Hoy hemos visto el debate de ayer noche de los candidatos del Partido Demócrata a las elecciones presidenciales del año que vienen en los Estados Unidos. Estaban todos. Todos son todos. Parecía un concurso de belleza. Y debatían todos con todos. Aquí los debates, como los de la Sexta, son solo a cuatro. Y lo que dice la cadena.

Lo dicho. Una democracia de muy baja intensidad.

A Aznar le hubiera gustado la Cantata

Jueves 27 de junio de 2019

No, no me refiero a José María Aznar ni a su abuelo Manuel Aznar, sino a Santiago Aznar, primer consejero de Industria del Gobierno Vasco y concejal del ayuntamiento de Bilbao al que el Gobierno Vasco le encargó, en junio de 1937, junto a Leizaola y Astigarrabia, permanecer en Bilbao hasta la caída de la Villa. Lo que los franquistas llamaban La Liberación de Bilbao. Aguirre en 1956 en su mensaje de descargo dijo que no había que olvidarles.
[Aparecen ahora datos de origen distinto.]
//! # Uplink
//!
//! The single push routine shared by the write path and the sync loop.
//!
//! ## Push Sequence
//! ```text
//! ┌─────────────────────────────────────────────────────────────────────────┐
//! │  push(kind, record, action)                                             │
//! │                                                                         │
//! │  1. resolver.check_conflict(kind, id, version)                         │
//! │        read error ──────────────────────────────► Failed (logged)      │
//! │        remote ahead ──► mark conflict@version ──► Conflict (logged)    │
//! │                                                                         │
//! │  2. remote.upsert(kind, record)       (bounded by remote timeout)      │
//! │        error ───────────────────────────────────► Failed (logged)      │
//! │                                                                         │
//! │  3. mark synced@version ────────────────────────► Synced (logged)      │
//! │        version moved on meanwhile → row stays pending, next pass       │
//! │        pushes the newer version                                        │
//! └─────────────────────────────────────────────────────────────────────────┘
//! ```
//!
//! Every attempt writes exactly one sync log entry. Status marks and log
//! writes are local best-effort: a failure there is logged and swallowed so
//! it never masks the remote outcome.
//!
//! On `Failed` the uplink leaves the status alone. The sync loop marks a
//! rejected record `failed` and leaves network failures `pending`; the
//! write path always leaves it `pending`.

use milkrecord_core::{RecordKind, StoredRecord, SyncAction, SyncAttempt, SyncStatus};
use milkrecord_db::{Database, RecordRepository, SyncLogRepository};
use std::sync::Arc;
use std::time::Duration;
use tracing::{debug, info, warn};

use crate::agent::SyncEventEmitter;
use crate::error::SyncError;
use crate::remote::{bounded, RemoteStore};
use crate::resolver::ConflictResolver;

/// What happened to one push.
#[derive(Debug, Clone, PartialEq)]
pub enum PushOutcome {
    /// Remote accepted the record. `marked` is false when the local row
    /// changed version during the push and therefore stays pending.
    Synced { marked: bool },
    /// Remote copy was ahead; the record is now `conflict`.
    Conflict { local_version: i64, remote_version: i64 },
    /// Conflict check or upsert failed.
    Failed { error: String, retryable: bool },
}

impl PushOutcome {
    pub fn is_synced(&self) -> bool {
        matches!(self, PushOutcome::Synced { .. })
    }
}

/// Pushes records to the remote store and records the outcome locally.
#[derive(Clone)]
pub struct Uplink {
    records: RecordRepository,
    sync_log: SyncLogRepository,
    remote: Arc<dyn RemoteStore>,
    resolver: ConflictResolver,
    device_id: String,
    remote_timeout: Duration,
    events: Arc<dyn SyncEventEmitter>,
}

impl Uplink {
    pub fn new(
        db: &Database,
        remote: Arc<dyn RemoteStore>,
        device_id: impl Into<String>,
        remote_timeout: Duration,
        events: Arc<dyn SyncEventEmitter>,
    ) -> Self {
        Uplink {
            records: db.records(),
            sync_log: db.sync_log(),
            resolver: ConflictResolver::new(remote.clone(), remote_timeout),
            remote,
            device_id: device_id.into(),
            remote_timeout,
            events,
        }
    }

    pub fn device_id(&self) -> &str {
        &self.device_id
    }

    pub fn remote(&self) -> &Arc<dyn RemoteStore> {
        &self.remote
    }

    /// Pushes one record at its current version.
    pub async fn push(&self, kind: RecordKind, record: &StoredRecord, action: SyncAction) -> PushOutcome {
        let check = self
            .resolver
            .check_conflict(kind, &record.id, record.version)
            .await;

        let conflict = match check {
            Ok(conflict) => conflict,
            Err(e) => return self.failed(kind, record, action, e).await,
        };

        if conflict.has_conflict {
            let remote_version = conflict.remote_version.unwrap_or_default();
            return self.conflicted(kind, record, action, remote_version).await;
        }

        if let Err(e) = bounded(self.remote_timeout, self.remote.upsert(kind, record)).await {
            return self.failed(kind, record, action, e).await;
        }

        let marked = match self.records.mark_synced(kind, &record.id, record.version).await {
            Ok(marked) => marked,
            Err(e) => {
                warn!(kind = %kind, id = %record.id, error = %e, "Failed to mark record synced");
                false
            }
        };

        if !marked {
            debug!(
                kind = %kind,
                id = %record.id,
                version = record.version,
                "Record changed during push, leaving it pending"
            );
        }

        self.log(SyncAttempt::success(
            &self.device_id,
            kind,
            &record.id,
            action,
            record.version,
        ))
        .await;

        PushOutcome::Synced { marked }
    }

    async fn conflicted(
        &self,
        kind: RecordKind,
        record: &StoredRecord,
        action: SyncAction,
        remote_version: i64,
    ) -> PushOutcome {
        info!(
            kind = %kind,
            id = %record.id,
            local_version = record.version,
            remote_version,
            "Remote copy is ahead, parking record as conflict"
        );

        if let Err(e) = self
            .records
            .mark_status(kind, &record.id, record.version, SyncStatus::Conflict)
            .await
        {
            warn!(kind = %kind, id = %record.id, error = %e, "Failed to mark record conflict");
        }

        self.log(SyncAttempt::conflict(
            &self.device_id,
            kind,
            &record.id,
            action,
            record.version,
            remote_version,
        ))
        .await;

        self.events
            .emit_conflict(kind, &record.id, record.version, remote_version);

        PushOutcome::Conflict {
            local_version: record.version,
            remote_version,
        }
    }

    async fn failed(
        &self,
        kind: RecordKind,
        record: &StoredRecord,
        action: SyncAction,
        error: SyncError,
    ) -> PushOutcome {
        let retryable = error.is_retryable();
        let message = error.to_string();

        warn!(kind = %kind, id = %record.id, error = %message, retryable, "Push failed");

        self.log(SyncAttempt::failed(
            &self.device_id,
            kind,
            &record.id,
            action,
            record.version,
            message.clone(),
        ))
        .await;

        self.events.emit_error(Some(kind), Some(&record.id), &message, retryable);

        PushOutcome::Failed {
            error: message,
            retryable,
        }
    }

    async fn log(&self, attempt: SyncAttempt) {
        if let Err(e) = self.sync_log.append(&attempt).await {
            warn!(
                kind = %attempt.kind,
                id = %attempt.record_id,
                error = %e,
                "Failed to write sync log entry"
            );
        }
    }
}

impl std::fmt::Debug for Uplink {
    fn fmt(&self, f: &mut std::fmt::Formatter<'_>) -> std::fmt::Result {
        f.debug_struct("Uplink")
            .field("device_id", &self.device_id)
            .field("remote", &self.remote.name())
            .field("remote_timeout", &self.remote_timeout)
            .finish()
    }
}
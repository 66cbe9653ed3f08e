//! # Record Repository
//!
//! Versioned records with a sync status, one row per `(record_type, id)`.
//!
//! ## Version Rules
//! ```text
//! ┌─────────────────────────────────────────────────────────────────────────┐
//! │                   ONE STATEMENT PER TRANSITION                          │
//! │                                                                         │
//! │  upsert (new id)       INSERT ... version = 1, status = pending        │
//! │  upsert (existing id)  ON CONFLICT DO UPDATE                           │
//! │                          version = version + 1                          │
//! │                          status  = pending                              │
//! │                          created_at, device_id untouched                │
//! │                                                                         │
//! │  mark_synced(v)        UPDATE ... WHERE version = v                    │
//! │  mark_status(v, s)     UPDATE ... WHERE version = v                    │
//! │                                                                         │
//! │  A save that lands between "push v" and "mark v synced" bumps the row  │
//! │  to v+1, so the mark matches zero rows and the record stays pending.   │
//! └─────────────────────────────────────────────────────────────────────────┘
//! ```

use chrono::{DateTime, Utc};
use sqlx::{FromRow, SqlitePool};
use std::collections::BTreeMap;
use tracing::debug;

use crate::error::DbResult;
use crate::repository::timestamp;
use milkrecord_core::{Record, RecordKind, StoredRecord, SyncStatus};

const RECORD_COLUMNS: &str =
    "id, device_id, payload, version, sync_status, created_at, updated_at";

/// Raw `sync_records` row. The payload column is JSON text.
#[derive(Debug, FromRow)]
struct RecordRow {
    id: String,
    device_id: String,
    payload: String,
    version: i64,
    sync_status: SyncStatus,
    created_at: DateTime<Utc>,
    updated_at: DateTime<Utc>,
}

impl TryFrom<RecordRow> for StoredRecord {
    type Error = crate::error::DbError;

    fn try_from(row: RecordRow) -> Result<Self, Self::Error> {
        Ok(Record {
            id: row.id,
            device_id: row.device_id,
            payload: serde_json::from_str(&row.payload)?,
            version: row.version,
            sync_status: row.sync_status,
            created_at: row.created_at,
            updated_at: row.updated_at,
        })
    }
}

/// Repository for versioned record operations.
#[derive(Debug, Clone)]
pub struct RecordRepository {
    pool: SqlitePool,
}

impl RecordRepository {
    /// Creates a new RecordRepository.
    pub fn new(pool: SqlitePool) -> Self {
        RecordRepository { pool }
    }

    /// Gets a record by kind and id.
    pub async fn get(&self, kind: RecordKind, id: &str) -> DbResult<Option<StoredRecord>> {
        let sql = format!(
            "SELECT {RECORD_COLUMNS} FROM sync_records WHERE record_type = ?1 AND id = ?2"
        );

        let row: Option<RecordRow> = sqlx::query_as(&sql)
            .bind(kind)
            .bind(id)
            .fetch_optional(&self.pool)
            .await?;

        row.map(StoredRecord::try_from).transpose()
    }

    /// Inserts or updates a record in a single statement.
    ///
    /// ## Behavior
    /// - New id: `version = 1`, `created_at = updated_at = now`
    /// - Existing id: `version + 1`, `updated_at = now`, payload replaced,
    ///   `created_at` and `device_id` preserved
    /// - Either way the record comes back `pending`
    ///
    /// ## Returns
    /// The row as stored, read back through `RETURNING`.
    pub async fn upsert(
        &self,
        kind: RecordKind,
        id: &str,
        device_id: &str,
        payload: &serde_json::Value,
    ) -> DbResult<StoredRecord> {
        let now = timestamp(Utc::now());
        let payload = serde_json::to_string(payload)?;

        let sql = format!(
            r#"
            INSERT INTO sync_records (
                record_type, id, device_id, payload,
                version, sync_status, created_at, updated_at
            ) VALUES (?1, ?2, ?3, ?4, 1, 'pending', ?5, ?5)
            ON CONFLICT (record_type, id) DO UPDATE SET
                payload = excluded.payload,
                version = sync_records.version + 1,
                sync_status = 'pending',
                updated_at = excluded.updated_at
            RETURNING {RECORD_COLUMNS}
            "#
        );

        let row: RecordRow = sqlx::query_as(&sql)
            .bind(kind)
            .bind(id)
            .bind(device_id)
            .bind(payload)
            .bind(now)
            .fetch_one(&self.pool)
            .await?;

        debug!(
            kind = %kind,
            record_id = %id,
            version = row.version,
            "Record saved locally"
        );

        StoredRecord::try_from(row)
    }

    /// Gets records the sync loop still has to push.
    ///
    /// ## Returns
    /// Up to `limit` records with status `pending` or `failed`, oldest
    /// `created_at` first, id as tiebreak. `conflict` records are excluded.
    pub async fn list_pending(&self, kind: RecordKind, limit: u32) -> DbResult<Vec<StoredRecord>> {
        let sql = format!(
            r#"
            SELECT {RECORD_COLUMNS}
            FROM sync_records
            WHERE record_type = ?1
              AND sync_status IN ('pending', 'failed')
            ORDER BY created_at ASC, id ASC
            LIMIT ?2
            "#
        );

        let rows: Vec<RecordRow> = sqlx::query_as(&sql)
            .bind(kind)
            .bind(limit)
            .fetch_all(&self.pool)
            .await?;

        rows.into_iter().map(StoredRecord::try_from).collect()
    }

    /// Marks a record synced, only if it is still at `version`.
    ///
    /// ## Returns
    /// `false` when the record moved on (a newer local save) or is gone.
    pub async fn mark_synced(&self, kind: RecordKind, id: &str, version: i64) -> DbResult<bool> {
        self.mark_status(kind, id, version, SyncStatus::Synced).await
    }

    /// Sets the sync status, only if the record is still at `version`.
    pub async fn mark_status(
        &self,
        kind: RecordKind,
        id: &str,
        version: i64,
        status: SyncStatus,
    ) -> DbResult<bool> {
        let result = sqlx::query(
            r#"
            UPDATE sync_records SET sync_status = ?4
            WHERE record_type = ?1 AND id = ?2 AND version = ?3
            "#,
        )
        .bind(kind)
        .bind(id)
        .bind(version)
        .bind(status)
        .execute(&self.pool)
        .await?;

        let updated = result.rows_affected() > 0;
        if !updated {
            debug!(
                kind = %kind,
                record_id = %id,
                version,
                status = %status,
                "Status not updated, record moved past this version"
            );
        }

        Ok(updated)
    }

    /// Counts records in `status`, per kind. Every kind is present.
    pub async fn count_by_status(&self, status: SyncStatus) -> DbResult<BTreeMap<RecordKind, i64>> {
        let rows: Vec<(RecordKind, i64)> = sqlx::query_as(
            r#"
            SELECT record_type, COUNT(*)
            FROM sync_records
            WHERE sync_status = ?1
            GROUP BY record_type
            "#,
        )
        .bind(status)
        .fetch_all(&self.pool)
        .await?;

        Ok(with_all_kinds(rows))
    }

    /// Counts records still queued for push (`pending` + `failed`), per kind.
    pub async fn count_unsynced(&self) -> DbResult<BTreeMap<RecordKind, i64>> {
        let rows: Vec<(RecordKind, i64)> = sqlx::query_as(
            r#"
            SELECT record_type, COUNT(*)
            FROM sync_records
            WHERE sync_status IN ('pending', 'failed')
            GROUP BY record_type
            "#,
        )
        .fetch_all(&self.pool)
        .await?;

        Ok(with_all_kinds(rows))
    }

    /// Moves records from `from` back to `pending`.
    ///
    /// Version is left alone: if the remote copy is still ahead, the next
    /// pass flags the conflict again.
    ///
    /// ## Arguments
    /// * `kind` - Restrict to one table, or `None` for all
    ///
    /// ## Returns
    /// Number of records reset.
    pub async fn reset_status(&self, kind: Option<RecordKind>, from: SyncStatus) -> DbResult<u64> {
        let result = sqlx::query(
            r#"
            UPDATE sync_records SET sync_status = 'pending', updated_at = ?3
            WHERE sync_status = ?1
              AND (?2 IS NULL OR record_type = ?2)
            "#,
        )
        .bind(from)
        .bind(kind)
        .bind(timestamp(Utc::now()))
        .execute(&self.pool)
        .await?;

        Ok(result.rows_affected())
    }
}

fn with_all_kinds(rows: Vec<(RecordKind, i64)>) -> BTreeMap<RecordKind, i64> {
    let mut counts: BTreeMap<RecordKind, i64> =
        RecordKind::ALL.into_iter().map(|kind| (kind, 0)).collect();
    counts.extend(rows);
    counts
}

// =============================================================================
// Unit Tests
// =============================================================================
Por eso hubiera estado feliz viendo, cuarenta años después de su fallecimiento en 1979 en Caracas que el Arriaga en pie aplaudía a rabiar este miércoles pasado la obra del compositor Luis de Pablos que dedicaba su Cantata a recordar aquella tragedia bajo el epígrafe de LA CAIDA DE BILBAO.

La historia es ésta:

El Ayuntamiento de Bilbao, con el Alcalde Juan Mari Aburto a la cabeza, encargó en el 2017 al compositor bilbaíno Luis de Pablo la realización de una obra musical, con motivo del 80 aniversario de la caída de Bilbao a manos de las tropas franquistas.

El compositor, nacido en Bilbao, de 89 años y con más de 200 obras escritas, ha vivido gran parte de su vida fuera de Bilbao pero tiene una gran vinculación sentimental con la Villa. Por ello fue nombrado Ilustre Bilbaíno en el año 2010.

Esta composición será una obra musical en contra de los horrores de la guerra, una oda a la esperanza y un enérgico NO a la guerra. Luis de Pablo sufrió en sus propias carnes la crudeza de la guerra, al perder a su padre y a su hermano en ella.

Para el Alcalde de Bilbao, Juan Mari Aburto, el encargo de esta composición es «una gran ocasión de reconocer la grandeza de este artista bilbaíno, siendo sin duda el compositor más destacado de la vanguardia musical, que siempre ha llevado el nombre de Bilbao por todo el Mundo». Maestro incansable, a partir de ahora a este gran legado habrá que añadir también la composición que realice sobre la ciudad de Bilbao. Y como bien dice Luis «no se puede hablar de la música, la música hay que escucharla» y pronto tendremos la ocasión de escuchar esta nueva obra suya.

En uno de sus pasajes el tenor canta lo dicho por Azaña al finalizar la guerra civil cuando pidió, con uno de sus mejores discursos, Paz, Piedad y Perdón.

Estuve con María Esther, nieta de Santiago Aznar y con mucha gente conocida. Ha sido una muy buena idea. Ojalá con hechos históricos cada año se estrenara algo parecido destinado a evitar que estos hitos no se disuelvan en la nada.